Object Creation Date
764-770

Medium & Support
carved wood with traces of gesso

Dimensions
8 3/8 in. x 4 1/8 in. x 4 1/8 in. ( 21.2 cm x 10.4 cm x 10.4 cm )

Credit Line
Museum purchase made possible by the Margaret Watson Parker Art Collection Fund

Label copy

Copies and Invention in East Asia (August 17, 2019 - January 5, 2020)
Pagodas, both full-scale architectural structures and miniature versions, were used as reliquaries to house the sacred remains of the historical Buddha and high ranking monks. Miniature versions often contained the Buddha’s words, which were also regarded as relics. The Hyakumantō (one million pagodas), commissioned by Empress Kōken of Japan in 764, was a collection of reliquary pagodas, each containing a copy of the Dharani of Pure and Immaculate Light. It was an important example of mass production. By creating copies of this sacred text, enshrining them in pagodas, and disseminating them to powerful temples, this project was intended to physically spread the Buddha’s relics throughout Japan.

Stupa: Hyakuman tô (one of one million pagodas)
Japan
Nara period (710–794)

764–70
Carved wood with traces of gesso
Museum purchase made possible by
the Margaret Watson Parker Art Collection
Fund, 1969/2.21

In the final years of her reign, the empress Kôken commissioned one million wooden stupas (pagodas), each containing a short Buddhist ritual phrase known as a dharani, as a personal and public devotion. These objects were distributed to the most powerful temples in Nara, the capital of Japan during her reign. We do not know how many were produced, but most extant examples were housed in the temple of Hôryu-ji.

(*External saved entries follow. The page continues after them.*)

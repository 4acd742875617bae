//! Diagnostic SQL logger
//!
//! `SqlLogger` decides whether a statement is worth reporting (errors, slow
//! statements, or everything at `Info`) and formats a single line for it.
//! Lines go either to standard output or out as `tracing` events.

use anyhow::{anyhow, Result};
use chrono::Local;
use serde::{Deserialize, Serialize};
use std::fmt::Display;
use std::io::Write;
use std::str::FromStr;
use std::time::Duration;
use tracing::{error, info, warn};

/// Target used for statement events when logging through `tracing`
pub const SQL_TARGET: &str = "lazydb::sql";

/// Default slow-statement threshold
pub const DEFAULT_SLOW_THRESHOLD: Duration = Duration::from_secs(1);

/// Local-time stamp on lines written to standard output
const TIMESTAMP_FORMAT: &str = "%Y/%m/%d %H:%M:%S";

const RESET: &str = "\x1b[0m";
const RED_BOLD: &str = "\x1b[31;1m";
const YELLOW: &str = "\x1b[33m";
const BLUE_BOLD: &str = "\x1b[34;1m";
const MAGENTA: &str = "\x1b[35m";

/// Verbosity of the SQL logger, from quietest to loudest
#[derive(Debug, Clone, Copy, Default, PartialEq, Eq, PartialOrd, Ord, Serialize, Deserialize)]
#[serde(rename_all = "lowercase")]
pub enum LogLevel {
    Silent,
    #[default]
    Error,
    Warn,
    Info,
}

impl FromStr for LogLevel {
    type Err = anyhow::Error;

    fn from_str(s: &str) -> Result<Self> {
        match s.trim().to_lowercase().as_str() {
            "silent" => Ok(LogLevel::Silent),
            "error" => Ok(LogLevel::Error),
            "warn" | "warning" => Ok(LogLevel::Warn),
            "info" => Ok(LogLevel::Info),
            other => Err(anyhow!("Unknown log level '{}'", other)),
        }
    }
}

impl std::fmt::Display for LogLevel {
    fn fmt(&self, f: &mut std::fmt::Formatter<'_>) -> std::fmt::Result {
        match self {
            LogLevel::Silent => write!(f, "silent"),
            LogLevel::Error => write!(f, "error"),
            LogLevel::Warn => write!(f, "warn"),
            LogLevel::Info => write!(f, "info"),
        }
    }
}

/// Where formatted log lines end up
#[derive(Debug, Clone, Copy, Default, PartialEq, Eq, Serialize, Deserialize)]
#[serde(rename_all = "lowercase")]
pub enum LogOutput {
    /// Plain lines on standard output
    #[default]
    Stdout,
    /// `tracing` events under [`SQL_TARGET`]
    Tracing,
}

impl FromStr for LogOutput {
    type Err = anyhow::Error;

    fn from_str(s: &str) -> Result<Self> {
        match s.trim().to_lowercase().as_str() {
            "stdout" => Ok(LogOutput::Stdout),
            "tracing" => Ok(LogOutput::Tracing),
            other => Err(anyhow!("Unknown log output '{}'", other)),
        }
    }
}

/// Logger behavior
#[derive(Debug, Clone, PartialEq, Eq)]
pub struct LoggerConfig {
    pub output: LogOutput,
    /// Statements running longer than this are reported as slow.
    /// A zero threshold disables slow reporting.
    pub slow_threshold: Duration,
    pub level: LogLevel,
    pub colorful: bool,
}

impl Default for LoggerConfig {
    fn default() -> Self {
        Self {
            output: LogOutput::Stdout,
            slow_threshold: DEFAULT_SLOW_THRESHOLD,
            level: LogLevel::Error,
            colorful: true,
        }
    }
}

/// Kind of line a statement produces
#[derive(Debug, Clone, Copy, PartialEq, Eq)]
pub enum LineKind {
    Error,
    Slow,
    Info,
}

/// Statement logger shared by the dialect and its pool
#[derive(Debug, Clone, Default)]
pub struct SqlLogger {
    config: LoggerConfig,
}

impl SqlLogger {
    pub fn new(config: LoggerConfig) -> Self {
        Self { config }
    }

    pub fn config(&self) -> &LoggerConfig {
        &self.config
    }

    /// Decide which line, if any, a statement produces
    pub fn classify(&self, elapsed: Duration, failed: bool) -> Option<LineKind> {
        let level = self.config.level;
        let threshold = self.config.slow_threshold;

        if failed && level >= LogLevel::Error {
            Some(LineKind::Error)
        } else if !threshold.is_zero() && elapsed > threshold && level >= LogLevel::Warn {
            Some(LineKind::Slow)
        } else if level >= LogLevel::Info {
            Some(LineKind::Info)
        } else {
            None
        }
    }

    /// Format one statement line
    ///
    /// `[1.234ms] [rows:1] SELECT 1`, prefixed with the error or a
    /// `SLOW SQL >= 1s` marker depending on `kind`.
    pub fn format_line(
        &self,
        kind: LineKind,
        sql: &str,
        elapsed: Duration,
        rows: Option<usize>,
        err: Option<&dyn Display>,
    ) -> String {
        let ms = elapsed.as_secs_f64() * 1000.0;
        let rows = rows
            .map(|r| r.to_string())
            .unwrap_or_else(|| "-".to_string());

        let prefix = match kind {
            LineKind::Error => err.map(|e| format!("error: {}", e)),
            LineKind::Slow => Some(format!("SLOW SQL >= {:?}", self.config.slow_threshold)),
            LineKind::Info => None,
        };

        if self.config.colorful {
            let head = match (kind, prefix) {
                (LineKind::Error, Some(p)) => format!("{}{}{} ", MAGENTA, p, RESET),
                (LineKind::Slow, Some(p)) => format!("{}{}{} ", RED_BOLD, p, RESET),
                _ => String::new(),
            };
            format!(
                "{}{}[{:.3}ms] {}[rows:{}]{} {}",
                head, YELLOW, ms, BLUE_BOLD, rows, RESET, sql
            )
        } else {
            let head = prefix.map(|p| format!("{} ", p)).unwrap_or_default();
            format!("{}[{:.3}ms] [rows:{}] {}", head, ms, rows, sql)
        }
    }

    /// Report a finished statement according to the configured level
    pub fn trace(
        &self,
        sql: &str,
        elapsed: Duration,
        rows: Option<usize>,
        err: Option<&dyn Display>,
    ) {
        let Some(kind) = self.classify(elapsed, err.is_some()) else {
            return;
        };

        match self.config.output {
            LogOutput::Stdout => {
                let line = self.format_line(kind, sql, elapsed, rows, err);
                let _ = writeln!(std::io::stdout().lock(), "{}", with_timestamp(&line));
            }
            LogOutput::Tracing => {
                let elapsed_ms = elapsed.as_secs_f64() * 1000.0;
                match kind {
                    LineKind::Error => error!(
                        target: SQL_TARGET,
                        elapsed_ms,
                        rows,
                        error = %err.map(|e| e.to_string()).unwrap_or_default(),
                        "{}",
                        sql
                    ),
                    LineKind::Slow => warn!(
                        target: SQL_TARGET,
                        elapsed_ms,
                        rows,
                        threshold = ?self.config.slow_threshold,
                        "SLOW SQL: {}",
                        sql
                    ),
                    LineKind::Info => info!(target: SQL_TARGET, elapsed_ms, rows, "{}", sql),
                }
            }
        }
    }
}

/// Prefix a stdout line with a line break and the local time
pub fn with_timestamp(line: &str) -> String {
    format!("\r\n{} {}", Local::now().format(TIMESTAMP_FORMAT), line)
}

/// Run `f` with a subscriber that records every event, and return the output
#[cfg(test)]
pub(crate) fn capture_events(f: impl FnOnce()) -> String {
    use std::sync::{Arc, Mutex};

    #[derive(Clone, Default)]
    struct Buffer(Arc<Mutex<Vec<u8>>>);

    impl Write for Buffer {
        fn write(&mut self, buf: &[u8]) -> std::io::Result<usize> {
            self.0.lock().unwrap().extend_from_slice(buf);
            Ok(buf.len())
        }

        fn flush(&mut self) -> std::io::Result<()> {
            Ok(())
        }
    }

    let buffer = Buffer::default();
    let writer = buffer.clone();
    let subscriber = tracing_subscriber::fmt()
        .with_max_level(tracing::Level::TRACE)
        .with_ansi(false)
        .with_writer(move || writer.clone())
        .finish();
    tracing::subscriber::with_default(subscriber, f);

    let bytes = buffer.0.lock().unwrap().clone();
    String::from_utf8_lossy(&bytes).into_owned()
}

Perhaps the most noteworthy aspect of Kôken’s project is the printing of the dharani, which ranks among the earliest examples of a mass-produced text. The technology, which used woodblocks or bronze plates, was developed in China. The text included with this stupa is from the Dharani of the Pure Immaculate Light (Japanese: Mukujôkô darani). The sutra from which it comes encourages copying dharani to ensure a long life,karmic benefits, and rebirth in a Buddhist heaven.



Subject matter
This miniature wooden stupa, or pagoda, is one of one million Buddhist small stupas commissioned by Kôken (718–770), Empress Regnant of Japan (r. 749-758), to celebrate her triumph in 764 over Fujiwara Nakamaro, whose rebellion had earlier forced her from the throne. The central axis of the stupa would have been hollowed out to contain a dharani, a powerful Buddhist prayer, which amimates and sacralizes the stupa.

Physical Description
Wooden miniture model of a tower, comprised of a round base, a bar in the middle where three larger discs and six or seven small discs are inserted. A bulb-shaped ornament rests on top.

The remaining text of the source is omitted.